- _What is being asked_: Copy every line of the entries that has the string "without" in it.

- _Information shown_:
//! Core types for mutable XML trees.

/// A parsed XML document.
///
/// Everything before the root element (XML declaration, comments,
/// whitespace) is kept verbatim in `prolog` so that writing the document
/// back out reproduces it exactly.
#[derive(Debug, Clone, PartialEq)]
pub struct XmlDocument {
    /// Raw markup that precedes the root element.
    pub prolog: String,

    /// The root element of the document.
    pub root: XmlElement,
}

/// An XML element.
///
/// Children are kept in document order, including whitespace-only text
/// runs, so that editing one node leaves every other node untouched.
#[derive(Debug, Clone, PartialEq)]
pub struct XmlElement {
    /// The local name of the element (without namespace prefix).
    pub name: String,

    /// Namespace prefix, if any (e.g., "w" in `<w:t>`).
    pub prefix: Option<String>,

    /// Attributes of this element, in source order.
    pub attributes: Vec<XmlAttribute>,

    /// Child nodes of this element.
    pub children: Vec<XmlChild>,
}

/// An XML attribute.
#[derive(Debug, Clone, PartialEq, Eq)]
pub struct XmlAttribute {
    /// The local name of the attribute (without namespace prefix).
    pub name: String,

    /// Namespace prefix, if any (e.g., "xml" in `xml:space`).
    pub prefix: Option<String>,

    /// The attribute value (after unescaping XML entities).
    pub value: String,
}

/// A single child node.
#[derive(Debug, Clone, PartialEq)]
pub enum XmlChild {
    /// A child element.
    Element(XmlElement),

    /// Text content (after unescaping XML entities).
    Text(String),

    /// A CDATA section.
    CData(String),

    /// A comment.
    Comment(String),

    /// A processing instruction, target and content as written between
    /// `<?` and `?>`.
    ProcessingInstruction(String),
}

impl XmlDocument {
    /// Create a new document.
    pub fn new(prolog: String, root: XmlElement) -> Self {
        Self { prolog, root }
    }
}

impl XmlElement {
    /// Create a new empty element.
    pub fn new(name: impl Into<String>, prefix: Option<String>) -> Self {
        Self {
            name: name.into(),
            prefix,
            attributes: Vec::new(),
            children: Vec::new(),
        }
    }

    /// The name as written in the source, e.g. `w:t`.
    pub fn qualified_name(&self) -> String {
        match &self.prefix {
            Some(prefix) => format!("{}:{}", prefix, self.name),
            None => self.name.clone(),
        }
    }

    /// Concatenated text of the direct text and CDATA children.
    ///
    /// Returns an empty string for elements without text.
    pub fn text(&self) -> String {
        self.children
            .iter()
            .filter_map(|c| match c {
                XmlChild::Text(t) | XmlChild::CData(t) => Some(t.as_str()),
                _ => None,
            })
            .collect()
    }

    /// Replace all children with a single text node.
    pub fn set_text(&mut self, text: impl Into<String>) {
        self.children = vec![XmlChild::Text(text.into())];
    }
}

impl XmlAttribute {
    /// Create a new attribute.
    pub fn new(name: String, prefix: Option<String>, value: String) -> Self {
        Self {
            name,
            prefix,
            value,
        }
    }

    /// The name as written in the source, e.g. `xml:space`.
    pub fn qualified_name(&self) -> String {
        match &self.prefix {
            Some(prefix) => format!("{}:{}", prefix, self.name),
            None => self.name.clone(),
        }
    }
}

- _Task answer_:
    /// The local name of the element (without namespace prefix).
    /// The local name of the attribute (without namespace prefix).
    /// Returns an empty string for elements without text.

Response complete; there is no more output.